Стоял он, дум великих полн (IV, 380), а Евгений не может найти себе места, как не может отыскать и направления в своих скитаниях: «Он не разбирал дороги Уж никогда» (IV, 393). Несомненно, Пушкин не только противопоставляет (разводит и сталкивает) двух антагонистов самодержца и «маленького человека», безумного бунтаря и величественного преобразователя, живого, страдающего человека и мертвящую силу государственности, но и уподобляет в какой-то степени своих героев, не только тогда, когда рисует спасающегося на льве Евгения как бы несущимся вослед медному всаднику над разгулом невских волн, но и тогда, когда воссоздает поглощенность безумными «ужасными думами» «бедного Евгения». Тревога, ужас неотступно живут в Евгении, хранящем весь разрушительный хаос наводнения, и это ставит его в контрпозицию к городу, мгновенно «забывшему» пережитую катастрофу:
Из-за усталых, бледных туч Блеснул над тихою столицей И не нашел уже следов Беды вчерашней, багряницей Уже прикрыто было зло.

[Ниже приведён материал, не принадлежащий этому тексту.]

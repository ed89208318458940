// Symphonia
// Copyright (c) 2019-2022 The Project Symphonia Developers.
//
// This Source Code Form is subject to the terms of the Mozilla Public
// License, v. 2.0. If a copy of the MPL was not distributed with this
// file, You can obtain one at https://mozilla.org/MPL/2.0/.

use std::io;
use std::io::{Read, Seek, SeekFrom};

use mpadec_core::errors::{seek_error, Result, SeekErrorKind};
use mpadec_core::io::MediaSource;

/// `ReadBuffer` is a window of bytes over a [`MediaSource`] addressed by absolute stream offset.
///
/// Bytes are kept until they are explicitly discarded. A seekable source may be read again at any
/// offset, but a forward-only source fails to read any byte before the start of the window.
pub struct ReadBuffer {
    source: Box<dyn MediaSource>,
    seekable: bool,
    /// The minimum number of bytes requested from the source per read.
    chunk_len: usize,
    buf: Vec<u8>,
    /// The stream offset of `buf[0]`.
    base: u64,
    /// The stream offset of the source's read cursor.
    src_pos: u64,
    /// The source has no more bytes at `src_pos`.
    eof: bool,
    start: u64,
}

impl ReadBuffer {
    pub fn new(source: Box<dyn MediaSource>, buffer_len: usize) -> Self {
        let seekable = source.is_seekable();
        let chunk_len = buffer_len.max(16);

        let mut source = source;
        let src_pos = if seekable { source.stream_position().unwrap_or(0) } else { 0 };

        ReadBuffer {
            source,
            seekable,
            chunk_len,
            buf: Vec::with_capacity(chunk_len),
            base: src_pos,
            src_pos,
            eof: false,
            start: src_pos,
        }
    }

    pub fn is_seekable(&self) -> bool {
        self.seekable
    }

    /// Gets the stream offset the source was at when the buffer was created. Forward-only sources
    /// always start at 0.
    pub fn start(&self) -> u64 {
        self.start
    }

    /// Gets the number of bytes held in the window.
    pub fn buffered_len(&self) -> usize {
        self.buf.len()
    }

    /// Gets the stream offset one past the last buffered byte.
    fn end(&self) -> u64 {
        self.base + self.buf.len() as u64
    }

    /// Gets up to `len` bytes starting at `offset`. Fewer bytes are returned only if the stream
    /// ends first.
    pub fn bytes(&mut self, offset: u64, len: usize) -> Result<&[u8]> {
        if offset < self.base {
            if !self.seekable {
                return seek_error(SeekErrorKind::ForwardOnly);
            }
            self.buf.clear();
            self.base = offset;
            self.eof = false;
        }
        else if offset > self.end() && self.seekable {
            self.discard_before(offset);
        }

        self.fill_to(offset + len as u64)?;

        let start = ((offset - self.base) as usize).min(self.buf.len());
        let end = (start + len).min(self.buf.len());

        Ok(&self.buf[start..end])
    }

    /// Reads the big-endian word at `offset`, or `None` if the stream ends first.
    pub fn read_be_u32(&mut self, offset: u64) -> Result<Option<u32>> {
        let bytes = self.bytes(offset, 4)?;

        if bytes.len() < 4 {
            return Ok(None);
        }

        Ok(Some(u32::from_be_bytes([bytes[0], bytes[1], bytes[2], bytes[3]])))
    }

    /// Reads the little-endian word at `offset`, or `None` if the stream ends first.
    pub fn read_u32(&mut self, offset: u64) -> Result<Option<u32>> {
        Ok(self.read_be_u32(offset)?.map(u32::swap_bytes))
    }

    /// Drops every buffered byte before `offset`. Discarding past the end of the window makes the
    /// next read skip the source forward.
    pub fn discard_before(&mut self, offset: u64) {
        if offset <= self.base {
            return;
        }

        if offset > self.end() && self.seekable {
            self.eof = false;
        }

        let count = ((offset - self.base) as usize).min(self.buf.len());

        self.buf.drain(..count);
        self.base = offset;
    }

    /// Reads from the source until the window reaches `target`, or the stream ends.
    fn fill_to(&mut self, target: u64) -> Result<()> {
        while self.end() < target && !self.eof {
            self.sync_source()?;

            if self.eof {
                break;
            }

            let want = ((target - self.end()) as usize).max(self.chunk_len);
            let start = self.buf.len();

            self.buf.resize(start + want, 0);

            match self.source.read(&mut self.buf[start..]) {
                Ok(0) => {
                    self.buf.truncate(start);
                    self.eof = true;
                }
                Ok(n) => {
                    self.buf.truncate(start + n);
                    self.src_pos += n as u64;
                }
                Err(err) if err.kind() == io::ErrorKind::Interrupted => {
                    self.buf.truncate(start);
                }
                Err(err) => {
                    self.buf.truncate(start);
                    return Err(err.into());
                }
            }
        }

        Ok(())
    }

    /// Moves the source's read cursor to the end of the window.
    fn sync_source(&mut self) -> Result<()> {
        let end = self.end();

        if self.src_pos == end {
            return Ok(());
        }

        if self.seekable {
            self.src_pos = self.source.seek(SeekFrom::Start(end))?;
        }
        else if self.src_pos < end {
            let count = end - self.src_pos;
            let skipped = io::copy(&mut self.source.by_ref().take(count), &mut io::sink())?;

            self.src_pos += skipped;

            if skipped < count {
                self.eof = true;
            }
        }
        else {
            return seek_error(SeekErrorKind::ForwardOnly);
        }

        Ok(())
    }
}

#[cfg(test)]
mod tests {
    use std::io::Cursor;

    use mpadec_core::errors::Error;
    use mpadec_core::io::ReadOnlySource;

    use super::*;

    fn ramp(len: usize) -> Vec<u8> {
        (0..len).map(|i| i as u8).collect()
    }

    #[test]
    fn verify_bytes_and_words() {
        let mut buf = ReadBuffer::new(Box::new(Cursor::new(ramp(64))), 16);

        assert_eq!(buf.bytes(2, 3).unwrap(), &[2, 3, 4]);
        assert_eq!(buf.read_be_u32(4).unwrap(), Some(0x0405_0607));
        assert_eq!(buf.read_u32(4).unwrap(), Some(0x0706_0504));

        // Reads are short at the end of the stream.
        assert_eq!(buf.bytes(62, 8).unwrap(), &[62, 63]);
        assert_eq!(buf.read_be_u32(61).unwrap(), None);
        assert!(buf.bytes(100, 4).unwrap().is_empty());
    }

    #[test]
    fn verify_seekable_rereads_discarded_bytes() {
        let mut buf = ReadBuffer::new(Box::new(Cursor::new(ramp(256))), 16);

        assert_eq!(buf.bytes(100, 2).unwrap(), &[100, 101]);

        buf.discard_before(120);
        assert_eq!(buf.buffered_len(), 0);

        assert_eq!(buf.bytes(10, 2).unwrap(), &[10, 11]);
        assert_eq!(buf.bytes(250, 4).unwrap(), &[250, 251, 252, 253]);
    }

    #[test]
    fn verify_forward_only_window() {
        let source = ReadOnlySource::new(Cursor::new(ramp(256)));
        let mut buf = ReadBuffer::new(Box::new(source), 16);

        assert_eq!(buf.bytes(8, 2).unwrap(), &[8, 9]);

        buf.discard_before(8);
        assert_eq!(buf.bytes(8, 1).unwrap(), &[8]);

        match buf.bytes(4, 1) {
            Err(Error::SeekError(SeekErrorKind::ForwardOnly)) => (),
            _ => panic!("expected a forward-only seek error"),
        }

        // Discarding past the window skips the source forward.
        buf.discard_before(200);
        assert_eq!(buf.buffered_len(), 0);
        assert_eq!(buf.bytes(200, 2).unwrap(), &[200, 201]);

        buf.discard_before(1000);
        assert!(buf.bytes(1000, 2).unwrap().is_empty());
    }
}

В порядок прежний все вошло (IV, 392) (Подчеркнуто мною Е. Т.). Евгений в своей отрешенности от «порядка прежнего» бесконечно чужд не только корыстным заботам купцов и нерассуждающей аккуратности «чиновного люда», но той мгновенности «забывания», которой охарактеризован Петербург, так сказать, населенный (в отличие от вечного и дивного «Петра творенья»). Ужас стихийного бедствия пережит всеми, но Евгений не перенес увиденного, открывшегося: «Его смятенный ум Против ужасных потрясений Не устоял». Положение безумного бродяги выводит Евгения за черту нормированного общественного бытия. Собственное положение (социальная роль) не воспринимается самим героем, как, видимо, не доходит до создания Евгения реальность в целом и приметы собственного нищенского существования.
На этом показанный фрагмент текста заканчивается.